Some time past, I inclosed you the pamphlet you wrote for—accepted of your commission to procure the drill plow—and requested to know to whom at Richmond I should forward it. The plow has been ready for some time and delayed for want of an answer. Concluding at length, that my letter, or your reply has failed, I have forwarded it herewith to the care of Mr: John Harvie at Richmond, and requested him to receive it for you. Inclosed is an account of the cost and charges.
It is calculated to dril corn, peas, wheat, turnip seed, and any of similar sizes. Moreover by lessening the capacity of the cups with wax, it may be regulated to sow any grain less than corn, either thick or thin—and if the horse walks briskly, it will strew with great equality.
On one side of the plow are three screws, which will enable you so far to open that side, as to insert the bands to which the cups are affixed, and force them on the two cylinders on which they work.
The loose joint at the end of the wheel’s axle, is of admirable use, as it enables the wheel to give way to clods and inequalities, and yet to perform its revolutions regularly; and as it bestows upon the driver a convenient mode of turning, without being incommoded by the wheel, or wasting the seed. This is effected by means of the staff with the crooked hook at the End, which hook is to be inserted with a screw to keep it fixed, into an iron aperture contrived for it at the end of a peice of wood, through which the axle passes near the nave of the wheel, for the purpose of keeping the wheel at right angles with the beam. This staff made fast, lies useless upon the handles, whilst the plow is at work, but when about to turn, the plow: man tucks it between the handles, or holds it tight, by which means he raises the wheel, and turns conveniently. There are two screws to raise one of the cylinders on which the cups play, to tighten the band if there should be occasion. There are three sets of cups.

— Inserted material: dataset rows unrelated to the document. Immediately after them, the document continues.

//! Block scanning module for finding chunk directories in a flash dump.
//!
//! This module walks a raw dump in fixed-size physical-block windows and
//! yields every chunk described by the directory tables it finds.
//!
//! ## Algorithm Overview
//!
//! 1. Read the dump in [`BLOCK_SIZE`] windows
//! 2. Skip windows that do not carry the [`DIRECTORY_SENTINEL`]
//! 3. Walk 16-byte descriptors from offset 0 until the end marker
//! 4. Slice each descriptor's payload out of the same window
//!
//! A descriptor whose payload falls outside its window abandons the rest of
//! that window's directory. Scanning resumes with the next window.
//!
//! ## Example
//!
//! ```no_run
//! use nandsplice_core::scanner::{BlockScanner, ScannerConfig};
//!
//! let scanner = BlockScanner::open("flash.bin", ScannerConfig::new())?;
//! for chunk in scanner {
//!     let chunk = chunk?;
//!     println!("fs {} chunk {}: {} bytes", chunk.filesystem_id, chunk.chunk_id, chunk.payload.len());
//! }
//! # Ok::<(), nandsplice_core::Error>(())
//! ```

mod descriptor;

use crate::error::{Error, Result};
use std::fs::File;
use std::io::{ErrorKind, Read};
use std::path::Path;
use tracing::{debug, info, trace, warn};

pub use descriptor::{
    has_directory, hex_bytes, ChunkDescriptor, BLOCK_SIZE, DESCRIPTOR_SIZE, DIRECTORY_SENTINEL,
    PAYLOAD_BASE, PAYLOAD_SLOT_SIZE, SENTINEL_OFFSET, TOMBSTONE_FLAG,
};

/// A chunk extracted from a directory-bearing block
#[derive(Debug, Clone, PartialEq, Eq)]
pub struct Chunk {
    /// File the chunk belongs to
    pub filesystem_id: u16,
    /// Position of the chunk within its file
    pub chunk_id: u8,
    /// Raw status flag from the descriptor
    pub flag: u16,
    /// Payload bytes
    pub payload: Vec<u8>,
    /// Absolute dump offset of the descriptor
    pub offset: u64,
}

impl Chunk {
    /// Returns true if this chunk has been superseded
    pub fn is_tombstone(&self) -> bool {
        self.flag == TOMBSTONE_FLAG
    }
}

/// Configuration for the scanner
#[derive(Debug, Clone, Default)]
pub struct ScannerConfig {
    /// Log every descriptor belonging to this filesystem id
    pub trace_filesystem: Option<u16>,
}

impl ScannerConfig {
    /// Creates a new scanner config with default values
    pub fn new() -> Self {
        Self::default()
    }

    /// Sets the filesystem id whose descriptors are traced
    pub fn trace_filesystem(mut self, id: Option<u16>) -> Self {
        self.trace_filesystem = id;
        self
    }
}

/// Counters collected while scanning
#[derive(Debug, Clone, Copy, Default, PartialEq, Eq)]
pub struct ScanStats {
    /// Bytes consumed from the dump
    pub bytes_read: u64,
    /// Windows read, including a trailing short one
    pub blocks_read: usize,
    /// Windows carrying the directory sentinel
    pub directory_blocks: usize,
    /// Chunks emitted
    pub chunks: usize,
    /// Windows whose directory was abandoned
    pub malformed_blocks: usize,
}

/// Streaming scanner over a flash dump
///
/// Yields [`Chunk`]s in ascending dump offset order. An I/O error is yielded
/// once and ends the iteration.
#[derive(Debug)]
pub struct BlockScanner<R> {
    reader: R,
    config: ScannerConfig,
    block: Vec<u8>,
    block_offset: u64,
    /// Next descriptor position inside `block`, `None` outside a directory
    cursor: Option<usize>,
    finished: bool,
    stats: ScanStats,
}

impl BlockScanner<File> {
    /// Opens a dump file for scanning
    pub fn open(path: impl AsRef<Path>, config: ScannerConfig) -> Result<Self> {
        let path = path.as_ref();
        let file = File::open(path).map_err(|e| Error::file_read(path, e))?;
        Ok(Self::with_config(file, config))
    }
}

impl<R: Read> BlockScanner<R> {
    /// Creates a new scanner with default configuration
    pub fn new(reader: R) -> Self {
        Self::with_config(reader, ScannerConfig::default())
    }

    /// Creates a new scanner with custom configuration
    pub fn with_config(reader: R, config: ScannerConfig) -> Self {
        Self {
            reader,
            config,
            block: Vec::with_capacity(BLOCK_SIZE),
            block_offset: 0,
            cursor: None,
            finished: false,
            stats: ScanStats::default(),
        }
    }

    /// Returns the counters collected so far
    pub fn stats(&self) -> ScanStats {
        self.stats
    }

    /// Fills the window buffer, returning the number of bytes read.
    ///
    /// Fewer than [`BLOCK_SIZE`] bytes means the end of the dump was reached.
    fn read_block(&mut self) -> Result<usize> {
        let start = self.stats.bytes_read;
        self.block.resize(BLOCK_SIZE, 0);

        let mut filled = 0;
        while filled < BLOCK_SIZE {
            match self.reader.read(&mut self.block[filled..]) {
                Ok(0) => break,
                Ok(n) => filled += n,
                Err(e) if e.kind() == ErrorKind::Interrupted => continue,
                Err(e) => return Err(Error::dump_read(start + filled as u64, e)),
            }
        }

        self.block.truncate(filled);
        Ok(filled)
    }

    /// Advances to the next window, leaving `cursor` set if it holds a directory
    fn advance_block(&mut self) -> Result<bool> {
        let len = self.read_block()?;
        if len == 0 {
            return Ok(false);
        }

        self.block_offset = self.stats.bytes_read;
        self.stats.bytes_read += len as u64;
        self.stats.blocks_read += 1;

        if len < BLOCK_SIZE {
            self.finished = true;
        }

        if has_directory(&self.block) {
            trace!("Directory block at {:#09x}", self.block_offset);
            self.stats.directory_blocks += 1;
            self.cursor = Some(0);
        } else if len < BLOCK_SIZE {
            debug!(
                "Discarding trailing {} byte window at {:#09x}",
                len, self.block_offset
            );
        }

        Ok(true)
    }

    /// Decodes the next chunk from the current directory, if any
    fn next_in_directory(&mut self) -> Option<Chunk> {
        let pos = self.cursor?;
        let end = pos + DESCRIPTOR_SIZE;
        if end > SENTINEL_OFFSET {
            trace!(
                "Directory in block {:#09x} runs into the sentinel",
                self.block_offset
            );
            self.cursor = None;
            return None;
        }

        let mut raw = [0u8; DESCRIPTOR_SIZE];
        raw.copy_from_slice(&self.block[pos..end]);
        if ChunkDescriptor::is_end_marker(&raw) {
            self.cursor = None;
            return None;
        }

        let descriptor = ChunkDescriptor::from_bytes(&raw);
        let offset = self.block_offset + pos as u64;

        if self.config.trace_filesystem == Some(descriptor.filesystem_id) {
            info!("{}", trace_line(offset, &raw, &descriptor));
        }

        let Some(range) = descriptor.payload_range(self.block.len()) else {
            let err = Error::malformed_directory(
                self.block_offset,
                pos,
                format!(
                    "payload at location {} with size {} does not fit in {} byte block",
                    descriptor.location,
                    descriptor.size,
                    self.block.len()
                ),
            );
            warn!("{}; skipping rest of directory", err);
            self.stats.malformed_blocks += 1;
            self.cursor = None;
            return None;
        };

        self.cursor = Some(end);
        self.stats.chunks += 1;
        Some(Chunk {
            filesystem_id: descriptor.filesystem_id,
            chunk_id: descriptor.chunk_id,
            flag: descriptor.flag,
            payload: self.block[range].to_vec(),
            offset,
        })
    }
}

/// Formats a traced descriptor: absolute offset, raw bytes, decoded fields
fn trace_line(offset: u64, raw: &[u8], descriptor: &ChunkDescriptor) -> String {
    format!("{:07X}: {} ({})", offset, hex_bytes(raw), descriptor)
}

impl<R: Read> Iterator for BlockScanner<R> {
    type Item = Result<Chunk>;

    fn next(&mut self) -> Option<Self::Item> {
        loop {
            if let Some(chunk) = self.next_in_directory() {
                return Some(Ok(chunk));
            }

            if self.finished {
                return None;
            }

            match self.advance_block() {
                Ok(true) => {}
                Ok(false) => {
                    self.finished = true;
                    debug!(
                        "Scan complete: {} blocks, {} with directories, {} chunks",
                        self.stats.blocks_read, self.stats.directory_blocks, self.stats.chunks
                    );
                    return None;
                }
                Err(e) => {
                    self.finished = true;
                    self.cursor = None;
                    return Some(Err(e));
                }
            }
        }
    }
}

Instead of the wooden heel, which is best to open a furrow for small seeds, you may substitute a plow for corn, or any thing else.
But I beg pardon for these remarks touching the mechanism of this plow, for you will very soon discover its principles.
I will however subjoin one convenience in its use respecting turnips. This is a vegitable of so delicate a constitution, as often to fail, if the season is not favorable to it, for a week or two after sowing. This plow enables us to take a double chance. You may sow early, and after the first horse or hand hoing, sow again between the rows. And as soon as it is ascertained which sowing succeeds best, we may destroy the other without any additional labour, in cultivating the crop. Seed is nothing. And a single man and horse, will drill six acres in a day at least, at three feet distance. I use twelve feet poles, and the land between is split three times by the Eye which brings it to three feet. Wheat sown about the first of October between the turnips will produce good crops. I am with great respect & esteem Sir Yr: mo: obt: Sert.
RC (ViU); addressed: “Thomas Jefferson Esqr. Care of Colo. Harvie—Albemarle”; endorsed by TJ as received 30 Sep. 1794 and so recorded in SJL. Enclosure not found.